Content starts

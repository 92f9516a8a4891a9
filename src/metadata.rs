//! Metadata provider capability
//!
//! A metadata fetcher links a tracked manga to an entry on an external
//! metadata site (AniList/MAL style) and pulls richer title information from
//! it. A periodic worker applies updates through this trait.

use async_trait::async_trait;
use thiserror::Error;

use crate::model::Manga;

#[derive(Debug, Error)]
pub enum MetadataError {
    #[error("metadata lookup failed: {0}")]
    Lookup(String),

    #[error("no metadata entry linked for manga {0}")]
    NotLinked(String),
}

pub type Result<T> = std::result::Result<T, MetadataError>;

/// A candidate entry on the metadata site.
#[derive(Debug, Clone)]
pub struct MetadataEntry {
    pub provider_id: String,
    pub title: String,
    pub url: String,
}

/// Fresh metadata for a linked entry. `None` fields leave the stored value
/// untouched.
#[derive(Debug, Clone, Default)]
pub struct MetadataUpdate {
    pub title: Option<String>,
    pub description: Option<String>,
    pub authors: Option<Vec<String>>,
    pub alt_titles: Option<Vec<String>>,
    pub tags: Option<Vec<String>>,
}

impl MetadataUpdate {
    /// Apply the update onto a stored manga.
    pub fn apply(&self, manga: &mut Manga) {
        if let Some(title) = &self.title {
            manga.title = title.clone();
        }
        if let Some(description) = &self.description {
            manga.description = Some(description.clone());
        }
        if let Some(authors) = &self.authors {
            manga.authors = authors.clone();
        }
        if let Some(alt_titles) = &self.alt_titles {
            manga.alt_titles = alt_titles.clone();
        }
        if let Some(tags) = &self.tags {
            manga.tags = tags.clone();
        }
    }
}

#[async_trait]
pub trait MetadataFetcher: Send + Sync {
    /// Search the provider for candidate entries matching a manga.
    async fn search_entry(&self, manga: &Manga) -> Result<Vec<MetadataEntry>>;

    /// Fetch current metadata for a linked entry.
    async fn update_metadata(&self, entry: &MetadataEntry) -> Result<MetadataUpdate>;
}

Content ends
Content starts

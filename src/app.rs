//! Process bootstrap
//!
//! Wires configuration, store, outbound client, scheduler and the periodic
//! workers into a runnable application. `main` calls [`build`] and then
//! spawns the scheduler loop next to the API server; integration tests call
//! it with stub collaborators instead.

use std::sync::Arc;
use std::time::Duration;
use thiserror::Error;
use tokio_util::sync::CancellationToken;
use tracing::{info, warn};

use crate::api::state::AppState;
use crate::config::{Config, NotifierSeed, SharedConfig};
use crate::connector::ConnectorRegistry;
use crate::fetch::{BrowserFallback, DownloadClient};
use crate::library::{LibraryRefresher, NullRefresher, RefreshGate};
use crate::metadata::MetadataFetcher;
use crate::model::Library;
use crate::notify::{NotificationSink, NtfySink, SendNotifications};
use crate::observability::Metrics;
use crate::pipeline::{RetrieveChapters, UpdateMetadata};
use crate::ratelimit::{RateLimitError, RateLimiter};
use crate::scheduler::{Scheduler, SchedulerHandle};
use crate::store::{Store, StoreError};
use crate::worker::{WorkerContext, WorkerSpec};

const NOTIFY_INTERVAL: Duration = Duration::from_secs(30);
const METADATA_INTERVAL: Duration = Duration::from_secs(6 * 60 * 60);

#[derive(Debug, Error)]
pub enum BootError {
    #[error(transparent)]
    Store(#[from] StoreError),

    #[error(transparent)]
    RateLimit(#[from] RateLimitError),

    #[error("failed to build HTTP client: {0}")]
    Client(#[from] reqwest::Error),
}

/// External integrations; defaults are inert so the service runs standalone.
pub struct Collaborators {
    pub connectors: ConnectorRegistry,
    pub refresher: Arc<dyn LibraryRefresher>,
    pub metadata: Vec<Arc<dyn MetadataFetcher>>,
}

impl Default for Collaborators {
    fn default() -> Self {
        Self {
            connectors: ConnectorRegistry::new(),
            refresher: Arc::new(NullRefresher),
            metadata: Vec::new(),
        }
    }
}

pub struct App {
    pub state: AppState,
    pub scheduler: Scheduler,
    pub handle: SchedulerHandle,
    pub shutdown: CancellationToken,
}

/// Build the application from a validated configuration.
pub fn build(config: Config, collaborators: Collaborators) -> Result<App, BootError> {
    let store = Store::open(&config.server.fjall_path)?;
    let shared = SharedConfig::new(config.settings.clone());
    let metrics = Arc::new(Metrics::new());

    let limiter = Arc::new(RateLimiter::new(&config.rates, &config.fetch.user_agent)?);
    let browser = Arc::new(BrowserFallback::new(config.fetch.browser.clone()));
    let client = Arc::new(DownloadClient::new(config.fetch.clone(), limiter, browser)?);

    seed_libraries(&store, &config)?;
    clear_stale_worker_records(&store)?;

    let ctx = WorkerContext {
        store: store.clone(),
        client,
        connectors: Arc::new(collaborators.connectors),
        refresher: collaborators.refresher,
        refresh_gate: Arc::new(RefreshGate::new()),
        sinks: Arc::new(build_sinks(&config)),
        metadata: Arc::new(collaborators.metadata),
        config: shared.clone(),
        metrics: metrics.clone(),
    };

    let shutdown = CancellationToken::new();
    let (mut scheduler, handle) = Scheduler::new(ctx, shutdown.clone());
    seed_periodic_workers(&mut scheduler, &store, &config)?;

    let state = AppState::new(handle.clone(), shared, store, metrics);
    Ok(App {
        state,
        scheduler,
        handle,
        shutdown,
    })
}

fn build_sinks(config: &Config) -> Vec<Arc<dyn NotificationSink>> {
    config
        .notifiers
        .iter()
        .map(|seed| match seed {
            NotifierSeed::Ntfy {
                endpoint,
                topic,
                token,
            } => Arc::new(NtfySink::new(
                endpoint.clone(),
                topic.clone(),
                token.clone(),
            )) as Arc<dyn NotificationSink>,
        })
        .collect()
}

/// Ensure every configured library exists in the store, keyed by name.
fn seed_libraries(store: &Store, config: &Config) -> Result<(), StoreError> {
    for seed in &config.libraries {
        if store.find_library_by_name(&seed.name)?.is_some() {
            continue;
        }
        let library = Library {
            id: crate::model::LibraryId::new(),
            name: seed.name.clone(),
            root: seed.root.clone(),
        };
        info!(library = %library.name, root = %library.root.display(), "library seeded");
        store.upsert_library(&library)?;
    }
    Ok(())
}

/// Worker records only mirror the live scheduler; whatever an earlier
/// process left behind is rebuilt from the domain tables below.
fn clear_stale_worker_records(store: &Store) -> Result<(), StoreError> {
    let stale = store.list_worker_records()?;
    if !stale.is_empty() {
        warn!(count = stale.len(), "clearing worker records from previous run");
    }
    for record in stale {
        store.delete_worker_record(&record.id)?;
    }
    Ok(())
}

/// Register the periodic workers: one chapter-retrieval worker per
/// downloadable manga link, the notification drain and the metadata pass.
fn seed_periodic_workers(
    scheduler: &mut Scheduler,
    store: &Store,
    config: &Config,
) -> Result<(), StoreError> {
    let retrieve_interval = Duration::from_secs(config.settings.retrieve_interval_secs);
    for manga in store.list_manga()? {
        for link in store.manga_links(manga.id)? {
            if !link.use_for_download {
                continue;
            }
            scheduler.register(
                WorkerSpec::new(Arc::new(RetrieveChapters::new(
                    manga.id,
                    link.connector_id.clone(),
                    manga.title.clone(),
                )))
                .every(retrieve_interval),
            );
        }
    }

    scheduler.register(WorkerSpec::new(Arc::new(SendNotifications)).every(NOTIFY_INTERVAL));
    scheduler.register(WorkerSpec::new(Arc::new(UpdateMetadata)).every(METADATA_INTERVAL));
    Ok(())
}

Content ends

Task goal
Reproduce, character for character, only the lines of the preceding data that start at the line with "store.upsert_library(&library)?;" and end at the line with "chapter-retrieval worker per", both included.

Answer box
        store.upsert_library(&library)?;
    }
    Ok(())
}

/// Worker records only mirror the live scheduler; whatever an earlier
/// process left behind is rebuilt from the domain tables below.
fn clear_stale_worker_records(store: &Store) -> Result<(), StoreError> {
    let stale = store.list_worker_records()?;
    if !stale.is_empty() {
        warn!(count = stale.len(), "clearing worker records from previous run");
    }
    for record in stale {
        store.delete_worker_record(&record.id)?;
    }
    Ok(())
}

/// Register the periodic workers: one chapter-retrieval worker per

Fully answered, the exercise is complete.